Excessive EGF signaling is associated with the development of a wide variety of types of solid tumor. Although present in normal cells, EGFR is overexpressed in a variety of tumor cell lines and has been associated with poor prognosis and decreased survival. EGFR activation also plays a role in resistance to chemotherapy and radiation treatment in tumor cells.
Fibroblast growth factor receptor (FGFR) family
The family of fibroblast growth factors (FGFs) regulates many developmental processes, including brain patterning and limb development.
FGF receptor kinase inhibitors are being studied in the treatment of cancer and cardiovascular disease and have shown potential in the treatment of metabolic syndrome and hypophosphataemic diseases.
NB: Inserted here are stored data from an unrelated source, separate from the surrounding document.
//! Upload locally built files to a GitHub release
//!
//! The library resolves the target release (drafts included), expands path
//! patterns into an upload plan, uploads each file in order and reports the
//! resulting download URLs back to the workflow.

pub use release_assets_core::{format_error_with_help, ErrorHelp, ReleaseError, ReleaseResult};

/// Core module re-exported from release-assets-core.
pub mod core {
    pub use release_assets_core::core::*;
}

/// Configuration and input validation.
pub mod config;

/// GitHub REST client and wire types.
pub mod github;

/// Dependency injection infrastructure.
pub mod di;

/// Path pattern expansion.
pub mod assets;

/// Release lookup.
pub mod release;

/// Upload reconciliation and the run pipeline.
pub mod publish;

/// Outputs and step summary.
pub mod report;
use crate::assets::AssetCollector;
use crate::config::Inputs;
use crate::core::ReleaseResult;
use crate::di::ServiceContainer;
use crate::github::types::Repository;
use crate::publish::reconciler::{RunResult, UploadReconciler};
use crate::release::ReleaseResolver;
use crate::report;
use std::path::{Path, PathBuf};
use tracing::info;

/// Runs one upload: collect, resolve, upload, report
pub struct Publisher<'a> {
    services: &'a ServiceContainer,
    repo: Repository,
    workspace: PathBuf,
}

impl<'a> Publisher<'a> {
    /// Create a new publisher; relative patterns resolve against `workspace`
    pub fn new(services: &'a ServiceContainer, repo: Repository, workspace: &Path) -> Self {
        Self {
            services,
            repo,
            workspace: workspace.to_path_buf(),
        }
    }

    /// Publish the files matched by `inputs` to the target release
    ///
    /// Outputs are only set once every upload has succeeded.
    pub async fn publish(&self, inputs: &Inputs) -> ReleaseResult<RunResult> {
        // 1. Collect files; nothing to upload means no remote calls at all
        let plan = AssetCollector::new(&self.workspace, self.services.reporter())
            .collect(&inputs.patterns)?;

        // 2. Find the release
        let release = ReleaseResolver::new(self.services.provider(), &self.repo)
            .resolve(&inputs.target)
            .await?;
        info!(
            "Uploading {} file(s) to release {} ({})",
            plan.len(),
            release.display_name(),
            release.tag_name
        );

        // 3. Upload
        let result = UploadReconciler::new(
            self.services.provider(),
            &self.repo,
            &release,
            inputs.deny_overwrite,
        )
        .upload_all(&plan)
        .await?;

        // 4. Report
        report::report_results(self.services.reporter(), &release, &result)?;
        info!("Uploaded {} asset(s)", result.uploads.len());

        Ok(result)
    }
}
Each receptor can be activated by several FGFs.
Vascular endothelial growth factor receptor (VEGFR)
Vascular endothelial growth factor (VEGF) is a protein that triggers cell division (mitosis) for cells that line the circulatory system and also induces the flow of water, nutrients, etc. in and out of the blood vessel.
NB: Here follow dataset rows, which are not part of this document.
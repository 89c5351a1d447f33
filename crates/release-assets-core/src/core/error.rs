use thiserror::Error;

pub type ReleaseResult<T> = Result<T, ReleaseError>;

#[derive(Error, Debug)]
pub enum ReleaseError {
    /// Malformed or missing inputs. Raised before any remote call.
    #[error("Invalid input: {0}")]
    InvalidInput(String),

    #[error("Release not found: {0}")]
    ReleaseNotFound(String),

    /// The release found by tag carries a different name than requested.
    #[error("Release tagged '{tag}' is named '{actual}', but '{expected}' was requested")]
    ReleaseNameMismatch {
        tag: String,
        expected: String,
        actual: String,
    },

    #[error("No files found matching: {}", .0.join(", "))]
    NoFilesFound(Vec<String>),

    #[error("Asset '{name}' already exists on the release (uploading {file})")]
    AssetConflict { name: String, file: String },

    /// The service and our view of the release disagree in a way we cannot repair.
    #[error("Inconsistent release state: {0}")]
    InconsistentState(String),

    #[error("Transport error: {0}")]
    Transport(String),

    #[error("HTTP error: {0}")]
    Http(#[from] reqwest::Error),

    #[error("IO error: {0}")]
    Io(#[from] std::io::Error),

    #[error("JSON error: {0}")]
    Json(#[from] serde_json::Error),

    #[error("Configuration error: {0}")]
    Config(String),
}

impl ReleaseError {
    /// Whether the error came from talking to the remote service.
    pub fn is_transport(&self) -> bool {
        matches!(self, ReleaseError::Transport(_) | ReleaseError::Http(_))
    }
}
Tumors induce blood vessel growth by secreting various growth factors such as VEGF. Some researchers believe these blood vessels supply required nutrient growth. Inhibition of VEGF signaling stops development of a wide variety of tumors.
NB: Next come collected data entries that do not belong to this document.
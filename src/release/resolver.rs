use crate::core::{ReleaseError, ReleaseResult};
use crate::di::ReleaseProvider;
use crate::github::types::{GitHubRelease, Repository};
use tracing::{debug, info};

/// Releases requested per page when listing
pub const PAGE_SIZE: u32 = 100;

/// Selection criteria for the target release
#[derive(Debug, Clone, Default, PartialEq, Eq)]
pub struct ReleaseTarget {
    pub tag: Option<String>,
    pub name: Option<String>,
}

impl ReleaseTarget {
    /// Whether `release` satisfies every supplied criterion
    pub fn matches(&self, release: &GitHubRelease) -> bool {
        match (&self.tag, &self.name) {
            (Some(tag), Some(name)) => release.tag_name == *tag && release.has_name(name),
            (Some(tag), None) => release.tag_name == *tag,
            (None, Some(name)) => release.has_name(name),
            (None, None) => false,
        }
    }

    /// Criteria phrased for error messages
    pub fn describe(&self) -> String {
        match (&self.tag, &self.name) {
            (Some(tag), Some(name)) => format!("tag '{}' and name '{}'", tag, name),
            (Some(tag), None) => format!("tag '{}'", tag),
            (None, Some(name)) => format!("name '{}'", name),
            (None, None) => "no criteria".to_string(),
        }
    }
}

/// Finds exactly one release for a [`ReleaseTarget`]
///
/// The tag lookup is a single request but never sees drafts, so on a miss
/// the resolver pages through the full release list.
pub struct ReleaseResolver<'a> {
    provider: &'a dyn ReleaseProvider,
    repo: &'a Repository,
    page_size: u32,
}

impl<'a> ReleaseResolver<'a> {
    pub fn new(provider: &'a dyn ReleaseProvider, repo: &'a Repository) -> Self {
        Self {
            provider,
            repo,
            page_size: PAGE_SIZE,
        }
    }

    pub fn with_page_size(mut self, page_size: u32) -> Self {
        self.page_size = page_size.max(1);
        self
    }

    pub async fn resolve(&self, target: &ReleaseTarget) -> ReleaseResult<GitHubRelease> {
        if target.tag.is_none() && target.name.is_none() {
            return Err(ReleaseError::InvalidInput(
                "A release tag or name is required to find a release".to_string(),
            ));
        }

        if let Some(tag) = &target.tag {
            if let Some(release) = self.provider.get_release_by_tag(self.repo, tag).await? {
                return Self::check_name(release, target);
            }
            debug!(tag = %tag, "no published release for tag, searching all releases");
        }

        match self.search(target).await? {
            Some(release) => {
                info!(
                    id = release.id,
                    tag = %release.tag_name,
                    draft = release.draft,
                    "found release by listing"
                );
                Ok(release)
            }
            None => Err(ReleaseError::ReleaseNotFound(format!(
                "no release with {} in {} (drafts included)",
                target.describe(),
                self.repo
            ))),
        }
    }

    /// A tag hit still has to carry the requested name
    fn check_name(release: GitHubRelease, target: &ReleaseTarget) -> ReleaseResult<GitHubRelease> {
        if let Some(name) = &target.name {
            if !release.has_name(name) {
                return Err(ReleaseError::ReleaseNameMismatch {
                    tag: release.tag_name.clone(),
                    expected: name.clone(),
                    actual: release.name.clone().unwrap_or_default(),
                });
            }
        }
        info!(id = release.id, tag = %release.tag_name, "found release by tag");
        Ok(release)
    }

    /// First match in list order; stops at the first short page
    async fn search(&self, target: &ReleaseTarget) -> ReleaseResult<Option<GitHubRelease>> {
        let mut page = 1;
        loop {
            let releases = self
                .provider
                .list_releases(self.repo, page, self.page_size)
                .await?;
            let count = releases.len();
            debug!(page, count, "scanning releases");

            if let Some(release) = releases.into_iter().find(|r| target.matches(r)) {
                return Ok(Some(release));
            }
            if count < self.page_size as usize {
                return Ok(None);
            }
            page += 1;
        }
    }
}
Two receptor tyrosine kinases bind to VEGF at the cell surface.
RET Receptor family
The RET receptor is a tyrosine kinase that binds members of the glial cell line-derived neurotrophic factor (GDNF) which promotes survival of a variety of neurons and activates a signaling network crucial for neural and kidney development.
Eph Receptor Family
Eph receptor (erythropoietin-producing human hepatocellular carcinoma) tyrosine kinases affect many biological processes by binding ephrins. Eph signals affect cells that are in contact with one another and may account for the various effects on axon guidance, cell adhesion and cell migration. The Eph receptor/ephrin system has been implicated in immune regulation as well as in central nervous system injury and disease. A role for the Eph receptor/ephrin system has also emerged in cancer.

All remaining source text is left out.